CMDA Member Mark McQuain, MD: “Years ago I attended a presentation, a pilot program by an insurance company to show off a new tool called ‘Utilization Review’. The UR resulted in altering the doctor’s treatment plan 27% of the time. I asked whether there was a benefit to the patient due to that alteration. I was informed that outcome data was not collected.
This JAMA study reviewed a CMS pilot program of an infection control audit tool designed to assess Ambulatory Surgery Centers (ASC) infection control. This previously untested tool identified an increased number of ‘lapses’ in ASC infection control compared to previous surveys. CMS has subsequently incorporated this tool into its ‘Interpretive Guidelines for Ambulatory Surgical Centers’. However, the JAMA article correctly points out several problems with interpreting the pilot study. The most concerning was that data related to outcomes or numbers of actual hospital acquired infections linked to the ‘lapses’ was not collected. The tool appears to be a more sensitive collector of data but the data collected is potentially ambiguous.
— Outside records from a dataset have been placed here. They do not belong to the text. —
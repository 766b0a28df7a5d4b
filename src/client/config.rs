/**
 * Client Configuration
 *
 * Where the API lives. Read once from the environment; the rest of the
 * client takes a `ClientConfig` explicitly instead of consulting ambient
 * state.
 */

/// Default server URL
const DEFAULT_SERVER_URL: &str = "http://127.0.0.1:5000";

/// Client configuration
#[derive(Debug, Clone)]
pub struct ClientConfig {
    server_url: String,
}

impl Default for ClientConfig {
    fn default() -> Self {
        let server_url =
            std::env::var("MOTALK_API_URL").unwrap_or_else(|_| DEFAULT_SERVER_URL.to_string());
        Self { server_url }
    }
}

impl ClientConfig {
    /// Create a configuration from the environment
    pub fn new() -> Self {
        Self::default()
    }

    /// Create a configuration pointing at an explicit server URL
    pub fn with_server_url(server_url: impl Into<String>) -> Self {
        Self {
            server_url: server_url.into(),
        }
    }

    /// Get the full URL for an API endpoint
    pub fn api_url(&self, path: &str) -> String {
        format!("{}{}", self.server_url, path)
    }

    pub fn server_url(&self) -> &str {
        &self.server_url
    }
}
/**
 * Auth Error Types
 *
 * The error taxonomy of the authentication core and its conversion to HTTP
 * responses.
 *
 * # HTTP mapping
 *
 * - Validation failures (including a duplicate email) surface as 400 with an
 *   `error` body field, matching the signup contract.
 * - Login failures surface as 400 with one non-specific `message` for both
 *   the unknown-email and wrong-password cases, so the response does not
 *   reveal whether an email is registered.
 * - Assertion failures surface as 401, token failures on protected routes
 *   as 403, and internal failures as 500 with the cause logged but never
 *   echoed to the caller.
 */

use axum::{
    http::StatusCode,
    response::{IntoResponse, Response},
    Json,
};
use thiserror::Error;

use crate::backend::auth::users::StoreError;

/// Errors produced by the authentication core
#[derive(Debug, Error)]
pub enum AuthError {
    /// Malformed signup input
    #[error("{0}")]
    Validation(String),

    /// Signup with an email that is already registered
    #[error("Email already registered")]
    EmailTaken,

    /// Login email matches no account
    #[error("user not found")]
    NotFound,

    /// Password verification failed, or the account has no password
    #[error("invalid credentials")]
    InvalidCredentials,

    /// Google ID-token verification failed
    #[error("invalid identity assertion: {0}")]
    InvalidAssertion(String),

    /// Session token expired
    #[error("token expired")]
    TokenExpired,

    /// Session token has a bad signature or malformed payload
    #[error("token invalid")]
    TokenInvalid,

    /// No token was presented on a protected route
    #[error("token required")]
    TokenMissing,

    /// Google login requested but no client ID is configured
    #[error("google login is not configured")]
    GoogleDisabled,

    /// User store failure
    #[error("store error: {0}")]
    Store(#[from] StoreError),

    /// Password hashing failure
    #[error("password hashing error: {0}")]
    Hash(#[from] bcrypt::BcryptError),

    /// Session-token signing failure
    #[error("token signing error: {0}")]
    Token(#[from] jsonwebtoken::errors::Error),
}

impl AuthError {
    /// The HTTP status code for this error
    pub fn status_code(&self) -> StatusCode {
        match self {
            Self::Validation(_) | Self::EmailTaken => StatusCode::BAD_REQUEST,
            Self::NotFound | Self::InvalidCredentials => StatusCode::BAD_REQUEST,
            Self::InvalidAssertion(_) => StatusCode::UNAUTHORIZED,
            Self::TokenExpired | Self::TokenInvalid | Self::TokenMissing => StatusCode::FORBIDDEN,
            Self::GoogleDisabled => StatusCode::SERVICE_UNAVAILABLE,
            Self::Store(_) | Self::Hash(_) | Self::Token(_) => StatusCode::INTERNAL_SERVER_ERROR,
        }
    }

    /// The message exposed to the caller
    ///
    /// Login failures collapse to one string; internal causes are replaced
    /// wholesale.
    fn public_message(&self) -> String {
        match self {
            Self::Validation(message) => message.clone(),
            Self::EmailTaken => "Email already registered".to_string(),
            Self::NotFound | Self::InvalidCredentials => "Invalid email or password".to_string(),
            Self::InvalidAssertion(_) => "Invalid Google token".to_string(),
            Self::TokenExpired | Self::TokenInvalid => "Token is not valid".to_string(),
            Self::TokenMissing => "Token is required".to_string(),
            Self::GoogleDisabled => "Google login is not configured".to_string(),
            Self::Store(_) | Self::Hash(_) | Self::Token(_) => "Server error".to_string(),
        }
    }
}

impl IntoResponse for AuthError {
    fn into_response(self) -> Response {
        let status = self.status_code();
        if status.is_server_error() {
            tracing::error!("Internal auth failure: {:?}", self);
        } else {
            tracing::warn!("Auth request rejected: {}", self);
        }

        // The signup contract reports validation failures under `error`;
        // every other failure uses `message`.
        let body = match &self {
            Self::Validation(_) | Self::EmailTaken => {
                serde_json::json!({ "error": self.public_message() })
            }
            _ => serde_json::json!({ "message": self.public_message() }),
        };

        (status, Json(body)).into_response()
    }
}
It should go without saying that physicians and nurses want to provide the very best medical care for their patients. Developing and following policies that actually ensure reduced infection rates can help to provide that level of excellent care. But policies are tools and not ends in themselves. We need to make sure that any assessment of our practice of medicine always includes some measure of the actual medical care provided and not just a measure of the policies that assist in delivering that care.”